There are many profound reasons for choosing to develop Kennedy’s™ with a Membership Concept:

1.) People who perceive themselves as Members of a club, restaurant, buying group, etc. typically spend at least twice as much as customers of similar businesses absent membership do. Another way to say this is: each Member is worth two or more non-member customers.*  This is important because it means each location requires a lot fewer Members to meet income targets than it would if operated as an ordinary barber/hair-cutting shop. Since the most expensive and difficult part of business is getting new customers, the fewer customers needed, the better.
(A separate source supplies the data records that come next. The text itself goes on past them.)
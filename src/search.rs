//! Search sessions with last-writer-wins publication.
//!
//! Every [`SearchSession::issue`] call supersedes the searches issued before
//! it. A superseded search is asked to stop through its cancellation flag,
//! and if it completes anyway its results are discarded: what gets published
//! follows issuance order, never completion order.

use crate::catalog::Catalog;
use crate::codepoint_ty::Codepoint;
use crate::model::UnicodeCharacter;
use log::debug;
use std::sync::atomic::{AtomicBool, AtomicU64, Ordering};
use std::sync::{Arc, Mutex, MutexGuard, PoisonError};
use std::thread::{self, JoinHandle};

/// One issued search.
#[derive(Debug, Clone)]
pub struct SearchTicket {
    generation: u64,
    query: String,
    limit: usize,
    cancelled: Arc<AtomicBool>,
}

impl SearchTicket {
    /// Issuance number; later searches have larger numbers.
    pub fn generation(&self) -> u64 {
        self.generation
    }

    /// The query text.
    pub fn query(&self) -> &str {
        &self.query
    }

    /// Returns whether a newer search has superseded this one.
    pub fn is_cancelled(&self) -> bool {
        self.cancelled.load(Ordering::Acquire)
    }

    fn cancel(&self) {
        self.cancelled.store(true, Ordering::Release);
    }
}

/// The published state of a session.
#[derive(Debug, Clone, Default, PartialEq, Eq)]
pub struct SearchSnapshot {
    /// Generation of the search these fields belong to.
    pub generation: u64,
    /// Query of that search.
    pub query: String,
    /// Results, empty while loading.
    pub results: Vec<UnicodeCharacter>,
    /// Whether the latest search is still running.
    pub loading: bool,
}

impl SearchSnapshot {
    /// Codepoints of the published results.
    pub fn codepoints(&self) -> Vec<Codepoint> {
        self.results.iter().map(|ch| ch.codepoint).collect()
    }
}

#[derive(Debug, Default)]
struct SessionState {
    latest: Option<SearchTicket>,
    published: SearchSnapshot,
}

/// Tracks the latest search issued by one caller.
#[derive(Debug)]
pub struct SearchSession {
    limit: usize,
    issued: AtomicU64,
    state: Mutex<SessionState>,
}

impl SearchSession {
    /// Creates a session whose searches return at most `limit` results.
    pub fn new(limit: usize) -> Self {
        SearchSession {
            limit,
            issued: AtomicU64::new(0),
            state: Mutex::new(SessionState::default()),
        }
    }

    fn lock_state(&self) -> MutexGuard<'_, SessionState> {
        self.state.lock().unwrap_or_else(PoisonError::into_inner)
    }

    /// Starts a new search, superseding any search in flight.
    ///
    /// Published results are cleared immediately. An empty query stays
    /// published as "done, no results".
    pub fn issue(&self, query: &str) -> SearchTicket {
        let mut state = self.lock_state();
        let generation = self.issued.fetch_add(1, Ordering::AcqRel) + 1;
        let ticket = SearchTicket {
            generation,
            query: query.to_owned(),
            limit: self.limit,
            cancelled: Arc::new(AtomicBool::new(false)),
        };
        if let Some(previous) = state.latest.replace(ticket.clone()) {
            debug!(
                "search #{} ({:?}) superseded by #{}",
                previous.generation, previous.query, generation
            );
            previous.cancel();
        }
        state.published = SearchSnapshot {
            generation,
            query: query.to_owned(),
            results: Vec::new(),
            loading: !query.is_empty(),
        };
        ticket
    }

    /// Publishes the results of `ticket` if it is still the latest search.
    /// Returns `false` and discards `results` otherwise.
    pub fn complete(&self, ticket: &SearchTicket, results: Vec<UnicodeCharacter>) -> bool {
        let mut state = self.lock_state();
        let is_latest = state
            .latest
            .as_ref()
            .map_or(false, |latest| latest.generation == ticket.generation);
        if !is_latest || ticket.is_cancelled() {
            debug!(
                "discarding {} stale results of search #{}",
                results.len(),
                ticket.generation
            );
            return false;
        }
        debug!(
            "search #{} ({:?}) published {} results",
            ticket.generation,
            ticket.query,
            results.len()
        );
        state.published = SearchSnapshot {
            generation: ticket.generation,
            query: ticket.query.clone(),
            results,
            loading: false,
        };
        true
    }

    /// Runs `ticket` against `catalog` on the calling thread and publishes it.
    pub fn run(&self, ticket: &SearchTicket, catalog: &Catalog) -> bool {
        if ticket.query.is_empty() {
            return self.complete(ticket, Vec::new());
        }
        match catalog.search_until(&ticket.query, ticket.limit, || ticket.is_cancelled()) {
            Some(found) => self.complete(ticket, found.into_iter().cloned().collect()),
            None => {
                debug!("search #{} abandoned", ticket.generation);
                false
            }
        }
    }

    /// Issues `query` and runs it on a worker thread.
    pub fn spawn(self: &Arc<Self>, catalog: Arc<Catalog>, query: &str) -> JoinHandle<bool> {
        let ticket = self.issue(query);
        let session = Arc::clone(self);
        thread::spawn(move || session.run(&ticket, &catalog))
    }

    /// The currently published state.
    pub fn snapshot(&self) -> SearchSnapshot {
        self.lock_state().published.clone()
    }
}

#[cfg(test)]
mod tests {
    use super::*;
    use crate::catalog::DEFAULT_SEARCH_LIMIT;
    use crate::dataset::Dataset;

    fn catalog() -> Catalog {
        let mut dataset = Dataset::new();
        dataset.push_group("Emoticons");
        for (hex, name) in [
            ("1F600", "GRINNING FACE"),
            ("1F60A", "SMILING FACE WITH SMILING EYES"),
            ("1F642", "SLIGHTLY SMILING FACE"),
        ] {
            dataset.push_character(Codepoint::from_hex(hex).unwrap(), name, "Emoticons");
        }
        Catalog::new(&dataset)
    }

    #[test]
    fn test_issue_clears_results() {
        let catalog = catalog();
        let session = SearchSession::new(DEFAULT_SEARCH_LIMIT);
        let ticket = session.issue("face");
        assert!(session.snapshot().loading);
        assert!(session.run(&ticket, &catalog));
        assert_eq!(session.snapshot().results.len(), 3);

        session.issue("smiling");
        let snapshot = session.snapshot();
        assert!(snapshot.results.is_empty());
        assert!(snapshot.loading);
    }

    #[test]
    fn test_empty_query_is_done_immediately() {
        let catalog = catalog();
        let session = SearchSession::new(DEFAULT_SEARCH_LIMIT);
        let ticket = session.issue("");
        assert!(!session.snapshot().loading);
        assert!(session.run(&ticket, &catalog));
        assert!(session.snapshot().results.is_empty());
    }

    #[test]
    fn test_stale_completion_is_discarded() {
        let catalog = catalog();
        let session = SearchSession::new(DEFAULT_SEARCH_LIMIT);
        let older = session.issue("grinning");
        let newer = session.issue("slightly");
        assert!(older.is_cancelled());
        assert!(!newer.is_cancelled());

        // the newer search finishes first, the older one afterwards
        assert!(session.run(&newer, &catalog));
        let stale = catalog
            .search("grinning", DEFAULT_SEARCH_LIMIT)
            .into_iter()
            .cloned()
            .collect();
        assert!(!session.complete(&older, stale));

        let snapshot = session.snapshot();
        assert_eq!(snapshot.generation, newer.generation());
        assert_eq!(snapshot.query, "slightly");
        assert_eq!(snapshot.codepoints(), vec![Codepoint::from_hex("1F642").unwrap()]);
    }

    #[test]
    fn test_cancelled_search_is_abandoned() {
        let catalog = catalog();
        let session = SearchSession::new(DEFAULT_SEARCH_LIMIT);
        let older = session.issue("face");
        session.issue("grinning");
        assert!(!session.run(&older, &catalog));
        assert!(session.snapshot().results.is_empty());
    }

    #[test]
    fn test_spawned_searches_publish_latest() {
        let catalog = Arc::new(catalog());
        let session = Arc::new(SearchSession::new(DEFAULT_SEARCH_LIMIT));
        let workers: Vec<_> = ["g", "gr", "gri", "smil", "slightly"]
            .iter()
            .map(|query| session.spawn(Arc::clone(&catalog), query))
            .collect();
        for worker in workers {
            worker.join().unwrap();
        }
        let snapshot = session.snapshot();
        assert_eq!(snapshot.generation, 5);
        assert_eq!(snapshot.query, "slightly");
        assert!(!snapshot.loading);
        assert_eq!(snapshot.codepoints(), vec![Codepoint::from_hex("1F642").unwrap()]);
    }
}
2.) People who perceive themselves as Members of a club, restaurant, buying group, etc. typically patronize the business more frequently than customers of similar businesses absent membership do. * This reinforces #1 above, regarding customer value, but also links to another important measurement: likelihood and frequency of referring others to the business. Again, people who are involved as Members refer more, and people who patronize a business more frequently, refer more.*  Customer retention is the weakness in most small businesses where there are significant numbers of alternative, competing choices. The concept of “customer loyalty” based on customer satisfaction is long ago dead. Other “chains that bind” are needed to keep customers from casually dividing their patronage by whim or convenience. Because it is so costly to replace lost or inconsistently active customers, retention is a chief control element in net profit. Our Membership Concept has built-in retention.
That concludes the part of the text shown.